プレジデントオンライン / 2023年9月10日 17時15分

元ラグビー日本代表で神戸親和大学教授の平尾剛さん - 撮影=プレジデントオンライン編集部

ラグビーとほかのスポーツには大きな違いがある。元ラグビー日本代表で神戸親和大学教授の平尾剛さんは「ラグビーに関わる人は皆『ノーサイドの精神』を持っている。そのため、ファンも選手も悔しい敗戦をしても相手を称えることができる」という。『国境を越えたスクラム』(中央公論新社)の著者でノンフィクションライターの山川徹さんが聞いた――。(第1回/全3回)

■「選手の主体性」が「ブライトンの奇跡」を起こした

――9月8日にラグビーW杯フランス大会が開幕しました。見どころを教えてください。

試合の勝敗以上に、ラグビーというスポーツの本質を知ってもらえる機会になればと考えています。

そのひとつが、選手たちの選択と決断です。

2015年W杯で日本が格上の南アフリカを破った「ブライトンの奇跡」では、試合終了直前まで3点差で負けていました。ロスタイムに南アフリカがペナルティを犯し、日本に2つの選択が与えられました。安全にペナルティキックで3点を取るか、それともリスクを冒してスクラムからゲームを再開してトライ(5点)を狙いに行くか。

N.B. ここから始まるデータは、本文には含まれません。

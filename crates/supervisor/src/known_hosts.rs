// tunnel9 - Known Hosts Module
// Host key verification against an OpenSSH known_hosts file

use std::fs::{self, OpenOptions};
use std::io::{self, BufRead, BufReader, Write};
use std::path::{Path, PathBuf};

use base64::engine::general_purpose::STANDARD_NO_PAD;
use base64::Engine;
use russh::keys::{PublicKey, PublicKeyBase64};
use sha2::{Digest, Sha256};
use tracing::{debug, info, warn};

/// Result of host key verification
#[derive(Debug, Clone, PartialEq)]
pub enum VerifyResult {
    /// Host key is in known_hosts and matches
    Trusted,
    /// No entry for this host
    Unknown,
    /// Host is known with a different key
    Mismatch {
        actual_fingerprint: String,
        line_number: usize,
    },
}

/// A single plain-text entry in the known_hosts file
#[derive(Debug, Clone)]
struct KnownHostEntry {
    /// Comma-separated host patterns, e.g. "example.com,10.0.0.1" or "[example.com]:2222"
    hosts: Vec<String>,
    key_type: String,
    key_data: String,
    line_number: usize,
}

impl KnownHostEntry {
    /// Parse a single line; comments, markers and hashed hosts are skipped
    fn parse(line: &str, line_number: usize) -> Option<Self> {
        let line = line.trim();
        if line.is_empty() || line.starts_with('#') || line.starts_with('@') {
            return None;
        }

        let parts: Vec<&str> = line.split_whitespace().collect();
        if parts.len() < 3 {
            warn!("Invalid known_hosts entry at line {}: too few fields", line_number);
            return None;
        }

        // Hashed entries (|1|salt|hash) cannot be matched without HMAC support
        if parts[0].starts_with('|') {
            return None;
        }

        Some(KnownHostEntry {
            hosts: parts[0].split(',').map(str::to_string).collect(),
            key_type: parts[1].to_string(),
            key_data: parts[2].to_string(),
            line_number,
        })
    }

    fn matches(&self, host: &str, port: u16) -> bool {
        let pattern = format_host_pattern(host, port);
        self.hosts.iter().any(|h| *h == pattern)
    }

    fn verify_key(&self, key: &PublicKey) -> bool {
        self.key_type == key.algorithm().as_str() && self.key_data == key.public_key_base64()
    }
}

/// Read-mostly view of a known_hosts file
#[derive(Debug)]
pub struct KnownHosts {
    path: PathBuf,
    entries: Vec<KnownHostEntry>,
}

impl KnownHosts {
    /// Load known_hosts from a path; a missing file has no entries
    pub fn load_from(path: &Path) -> io::Result<Self> {
        let mut entries = Vec::new();

        if path.exists() {
            let file = fs::File::open(path)?;
            for (idx, line) in BufReader::new(file).lines().enumerate() {
                if let Some(entry) = KnownHostEntry::parse(&line?, idx + 1) {
                    entries.push(entry);
                }
            }
            debug!("Loaded {} entries from known_hosts: {}", entries.len(), path.display());
        } else {
            debug!("Known_hosts file does not exist yet: {}", path.display());
        }

        Ok(KnownHosts {
            path: path.to_path_buf(),
            entries,
        })
    }

    /// Verify a host key against the loaded entries
    pub fn verify(&self, host: &str, port: u16, key: &PublicKey) -> VerifyResult {
        let matching: Vec<&KnownHostEntry> =
            self.entries.iter().filter(|e| e.matches(host, port)).collect();

        let Some(first) = matching.first() else {
            return VerifyResult::Unknown;
        };
        if matching.iter().any(|e| e.verify_key(key)) {
            return VerifyResult::Trusted;
        }

        VerifyResult::Mismatch {
            actual_fingerprint: calculate_fingerprint(key),
            line_number: first.line_number,
        }
    }

    /// Append a host key; existing lines are never rewritten
    pub fn learn(&mut self, host: &str, port: u16, key: &PublicKey) -> io::Result<()> {
        if let Some(parent) = self.path.parent() {
            fs::create_dir_all(parent)?;
        }

        let needs_newline = fs::read(&self.path)
            .map(|bytes| !bytes.is_empty() && !bytes.ends_with(b"\n"))
            .unwrap_or(false);

        let mut file = OpenOptions::new()
            .create(true)
            .append(true)
            .open(&self.path)?;

        #[cfg(unix)]
        {
            use std::os::unix::fs::PermissionsExt;
            if file.metadata()?.len() == 0 {
                fs::set_permissions(&self.path, fs::Permissions::from_mode(0o600))?;
            }
        }

        let entry = KnownHostEntry {
            hosts: vec![format_host_pattern(host, port)],
            key_type: key.algorithm().as_str().to_string(),
            key_data: key.public_key_base64(),
            line_number: self.entries.len() + 1,
        };
        if needs_newline {
            writeln!(file)?;
        }
        writeln!(file, "{} {} {}", entry.hosts[0], entry.key_type, entry.key_data)?;

        info!("Added host key for {}:{} to {}", host, port, self.path.display());
        self.entries.push(entry);
        Ok(())
    }

    pub fn path(&self) -> &Path {
        &self.path
    }
}

/// Host pattern as OpenSSH writes it: "host" on port 22, "[host]:port" otherwise
fn format_host_pattern(host: &str, port: u16) -> String {
    if port == 22 {
        host.to_string()
    } else {
        format!("[{}]:{}", host, port)
    }
}

/// SHA256 fingerprint in OpenSSH notation
pub fn calculate_fingerprint(key: &PublicKey) -> String {
    let mut hasher = Sha256::new();
    hasher.update(key.public_key_bytes());
    format!("SHA256:{}", STANDARD_NO_PAD.encode(hasher.finalize()))
}

#[cfg(test)]
mod tests {
    use super::*;
    use russh::keys::parse_public_key_base64;
    use tempfile::TempDir;

    const KEY_A: &str = "AAAAC3NzaC1lZDI1NTE5AAAAIK3YVlpENkKPUvf6gVNnYrrs/AFqmAKri3S3vXVGYVx1";
    const KEY_B: &str = "AAAAC3NzaC1lZDI1NTE5AAAAIC2JMgWm/NLUBs7Ydc1hG/a4gi36g0gxLYrNVmgy0iu0";

    fn key(data: &str) -> PublicKey {
        parse_public_key_base64(data).unwrap()
    }

    fn known_hosts_with(contents: &str) -> (TempDir, KnownHosts) {
        let temp_dir = TempDir::new().unwrap();
        let path = temp_dir.path().join("known_hosts");
        fs::write(&path, contents).unwrap();
        let known_hosts = KnownHosts::load_from(&path).unwrap();
        (temp_dir, known_hosts)
    }

    #[test]
    fn test_format_host_pattern() {
        assert_eq!(format_host_pattern("example.com", 22), "example.com");
        assert_eq!(format_host_pattern("example.com", 2222), "[example.com]:2222");
    }

    #[test]
    fn test_entry_parse_skips_noise() {
        assert!(KnownHostEntry::parse("# comment", 1).is_none());
        assert!(KnownHostEntry::parse("", 2).is_none());
        assert!(KnownHostEntry::parse("@revoked * ssh-ed25519 AAAA", 3).is_none());
        assert!(KnownHostEntry::parse("|1|abc=|def= ssh-ed25519 AAAA", 4).is_none());
        assert!(KnownHostEntry::parse("host-only", 5).is_none());

        let entry = KnownHostEntry::parse("a.example.com,10.0.0.1 ssh-ed25519 AAAA c", 6).unwrap();
        assert!(entry.matches("10.0.0.1", 22));
        assert!(entry.matches("a.example.com", 22));
        assert!(!entry.matches("a.example.com", 2222));
    }

    #[test]
    fn test_verify() {
        let (_dir, known_hosts) = known_hosts_with(&format!(
            "# header\nbastion ssh-ed25519 {}\n[bastion]:2222 ssh-ed25519 {}\n",
            KEY_A, KEY_B
        ));

        assert_eq!(known_hosts.verify("bastion", 22, &key(KEY_A)), VerifyResult::Trusted);
        assert_eq!(known_hosts.verify("bastion", 2222, &key(KEY_B)), VerifyResult::Trusted);
        assert_eq!(known_hosts.verify("other", 22, &key(KEY_A)), VerifyResult::Unknown);

        match known_hosts.verify("bastion", 22, &key(KEY_B)) {
            VerifyResult::Mismatch {
                actual_fingerprint,
                line_number,
            } => {
                assert_eq!(line_number, 2);
                assert_eq!(actual_fingerprint, calculate_fingerprint(&key(KEY_B)));
            }
            other => panic!("expected mismatch, got {:?}", other),
        }
    }

    #[test]
    fn test_learn_appends_and_keeps_existing_lines() {
        let (_dir, mut known_hosts) = known_hosts_with("# keep me\nfoo ssh-ed25519 AAAA");

        known_hosts.learn("bastion", 2222, &key(KEY_A)).unwrap();
        assert_eq!(
            known_hosts.verify("bastion", 2222, &key(KEY_A)),
            VerifyResult::Trusted
        );

        let contents = fs::read_to_string(known_hosts.path()).unwrap();
        assert!(contents.starts_with("# keep me\nfoo ssh-ed25519 AAAA\n"));
        assert!(contents.ends_with(&format!("[bastion]:2222 ssh-ed25519 {}\n", KEY_A)));

        let reloaded = KnownHosts::load_from(known_hosts.path()).unwrap();
        assert_eq!(
            reloaded.verify("bastion", 2222, &key(KEY_A)),
            VerifyResult::Trusted
        );
    }

    #[test]
    fn test_learn_creates_missing_file() {
        let temp_dir = TempDir::new().unwrap();
        let path = temp_dir.path().join("ssh").join("known_hosts");
        let mut known_hosts = KnownHosts::load_from(&path).unwrap();
        assert_eq!(known_hosts.verify("h", 22, &key(KEY_A)), VerifyResult::Unknown);

        known_hosts.learn("h", 22, &key(KEY_A)).unwrap();
        assert!(path.exists());
    }

    #[test]
    fn test_fingerprint_format() {
        let fingerprint = calculate_fingerprint(&key(KEY_A));
        assert!(fingerprint.starts_with("SHA256:"));
        assert!(!fingerprint.ends_with('='));
        assert_ne!(fingerprint, calculate_fingerprint(&key(KEY_B)));
    }
}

ヘッドコーチだったエディー・ジョーンズはペナルティキックで3点を追加し、同点で試合を終えようと考えていたそうです。でもキャプテンのリーチ・マイケル選手はスクラムを選択し、逆転勝利につなげました。

監督がピッチ上に立って指示を出すサッカーやベンチからサインを送る野球とは違って、ラグビーのヘッドコーチは客席から試合を眺めています。選択は選手に委ねられている。試合が始まれば、キャプテン以下、選手たちが自分たちで考えてプレーやゲームプランを決めていく。選手の主体性が試されるのがラグビーの面白さです。

■今も色濃く残るアマチュアイズム

レフェリーに対する敬意もラグビーならではでしょう。

ラグビーの試合では選手がレフェリーとよく話す。レフェリーにカードを出されると選手たちはシュンと肩を落としてグラウンドから退場する。その姿がかわいいと話してくれた友人がいました。一方で、なんでラグビー選手はレフェリー文句を言わないのか、と疑問を持った人もいたようでした。野球やサッカーではレフェリーに抗議したり、異議を申し立てたりするのが当たり前なので新鮮に見えたのでしょう。

これは、ラグビーが元々アマチュアスポーツだったことが大きいです。アマチュア時代は、選手もレフェリーも手弁当で試合を作り上げていたので、その頃のリスペクト精神が今も色濃く受け継がれているのだと思います。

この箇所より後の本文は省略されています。